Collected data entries
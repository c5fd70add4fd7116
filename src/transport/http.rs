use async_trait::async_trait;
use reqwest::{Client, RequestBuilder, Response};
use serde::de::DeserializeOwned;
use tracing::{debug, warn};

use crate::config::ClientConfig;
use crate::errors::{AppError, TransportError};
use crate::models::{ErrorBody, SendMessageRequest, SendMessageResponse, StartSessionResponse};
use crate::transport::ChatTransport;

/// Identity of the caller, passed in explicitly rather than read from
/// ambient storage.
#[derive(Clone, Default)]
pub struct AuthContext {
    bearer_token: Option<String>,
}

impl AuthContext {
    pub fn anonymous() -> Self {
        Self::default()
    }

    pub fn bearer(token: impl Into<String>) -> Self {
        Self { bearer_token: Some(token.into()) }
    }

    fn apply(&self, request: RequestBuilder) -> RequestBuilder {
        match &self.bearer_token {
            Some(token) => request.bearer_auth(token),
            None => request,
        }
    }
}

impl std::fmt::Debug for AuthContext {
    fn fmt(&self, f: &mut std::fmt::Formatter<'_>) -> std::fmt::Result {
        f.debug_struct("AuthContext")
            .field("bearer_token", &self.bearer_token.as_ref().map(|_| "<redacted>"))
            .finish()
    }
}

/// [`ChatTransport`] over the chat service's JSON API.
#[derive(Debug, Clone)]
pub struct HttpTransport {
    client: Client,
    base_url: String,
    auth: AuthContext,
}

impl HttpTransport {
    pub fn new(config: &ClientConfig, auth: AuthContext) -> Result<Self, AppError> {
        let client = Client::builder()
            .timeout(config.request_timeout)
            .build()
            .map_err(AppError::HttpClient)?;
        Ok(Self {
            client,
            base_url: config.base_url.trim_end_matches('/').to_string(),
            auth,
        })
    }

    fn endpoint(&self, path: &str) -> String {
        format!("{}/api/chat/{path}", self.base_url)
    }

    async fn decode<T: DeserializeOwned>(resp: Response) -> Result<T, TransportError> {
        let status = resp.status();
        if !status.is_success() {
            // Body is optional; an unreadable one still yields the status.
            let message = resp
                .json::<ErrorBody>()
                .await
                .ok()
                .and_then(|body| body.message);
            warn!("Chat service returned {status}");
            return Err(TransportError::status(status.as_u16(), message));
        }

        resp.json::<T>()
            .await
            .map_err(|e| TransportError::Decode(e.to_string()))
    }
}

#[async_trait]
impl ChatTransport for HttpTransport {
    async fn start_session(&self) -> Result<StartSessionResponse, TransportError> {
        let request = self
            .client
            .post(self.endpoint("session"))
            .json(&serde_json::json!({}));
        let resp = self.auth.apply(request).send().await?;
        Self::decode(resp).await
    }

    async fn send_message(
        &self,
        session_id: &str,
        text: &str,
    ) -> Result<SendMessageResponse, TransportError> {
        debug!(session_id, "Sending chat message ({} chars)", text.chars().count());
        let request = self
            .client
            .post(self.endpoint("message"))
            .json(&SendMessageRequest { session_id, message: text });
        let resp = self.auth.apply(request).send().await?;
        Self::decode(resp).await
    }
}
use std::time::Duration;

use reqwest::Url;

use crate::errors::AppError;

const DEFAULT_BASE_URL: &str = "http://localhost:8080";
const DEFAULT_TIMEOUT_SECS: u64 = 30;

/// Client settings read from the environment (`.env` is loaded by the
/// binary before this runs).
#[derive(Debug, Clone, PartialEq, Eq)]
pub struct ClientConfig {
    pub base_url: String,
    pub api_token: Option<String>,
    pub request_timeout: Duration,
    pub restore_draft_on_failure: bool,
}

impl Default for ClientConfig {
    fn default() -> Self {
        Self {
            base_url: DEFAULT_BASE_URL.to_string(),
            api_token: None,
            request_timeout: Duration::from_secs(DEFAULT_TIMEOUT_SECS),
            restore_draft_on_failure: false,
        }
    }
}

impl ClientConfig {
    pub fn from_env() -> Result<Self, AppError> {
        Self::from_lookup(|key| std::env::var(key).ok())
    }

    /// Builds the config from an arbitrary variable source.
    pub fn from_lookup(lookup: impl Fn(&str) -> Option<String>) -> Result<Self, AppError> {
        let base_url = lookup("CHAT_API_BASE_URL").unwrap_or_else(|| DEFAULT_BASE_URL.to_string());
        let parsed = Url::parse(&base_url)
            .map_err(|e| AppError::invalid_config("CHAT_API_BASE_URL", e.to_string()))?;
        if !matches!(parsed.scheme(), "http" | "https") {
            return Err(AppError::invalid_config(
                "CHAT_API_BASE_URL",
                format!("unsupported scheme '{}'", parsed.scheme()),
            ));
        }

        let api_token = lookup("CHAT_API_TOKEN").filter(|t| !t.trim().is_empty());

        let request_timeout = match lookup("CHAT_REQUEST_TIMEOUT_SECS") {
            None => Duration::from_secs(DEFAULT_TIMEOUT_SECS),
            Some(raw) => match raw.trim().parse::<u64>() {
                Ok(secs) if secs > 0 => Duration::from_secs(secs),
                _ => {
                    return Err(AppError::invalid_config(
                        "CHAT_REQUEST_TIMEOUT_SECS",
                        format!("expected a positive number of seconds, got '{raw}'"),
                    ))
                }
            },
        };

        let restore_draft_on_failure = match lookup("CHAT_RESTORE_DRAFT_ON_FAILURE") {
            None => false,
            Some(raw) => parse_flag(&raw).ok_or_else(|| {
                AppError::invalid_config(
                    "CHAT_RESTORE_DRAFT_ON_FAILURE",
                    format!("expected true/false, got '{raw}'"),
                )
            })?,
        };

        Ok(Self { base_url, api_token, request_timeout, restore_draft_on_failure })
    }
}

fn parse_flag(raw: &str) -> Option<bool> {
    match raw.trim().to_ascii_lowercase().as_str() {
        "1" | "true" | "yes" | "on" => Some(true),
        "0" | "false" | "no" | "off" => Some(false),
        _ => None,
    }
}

## What you will do
Whichever lines of the records above hold the word "path" should all be copied out.

## Response box
    fn endpoint(&self, path: &str) -> String {
        format!("{}/api/chat/{path}", self.base_url)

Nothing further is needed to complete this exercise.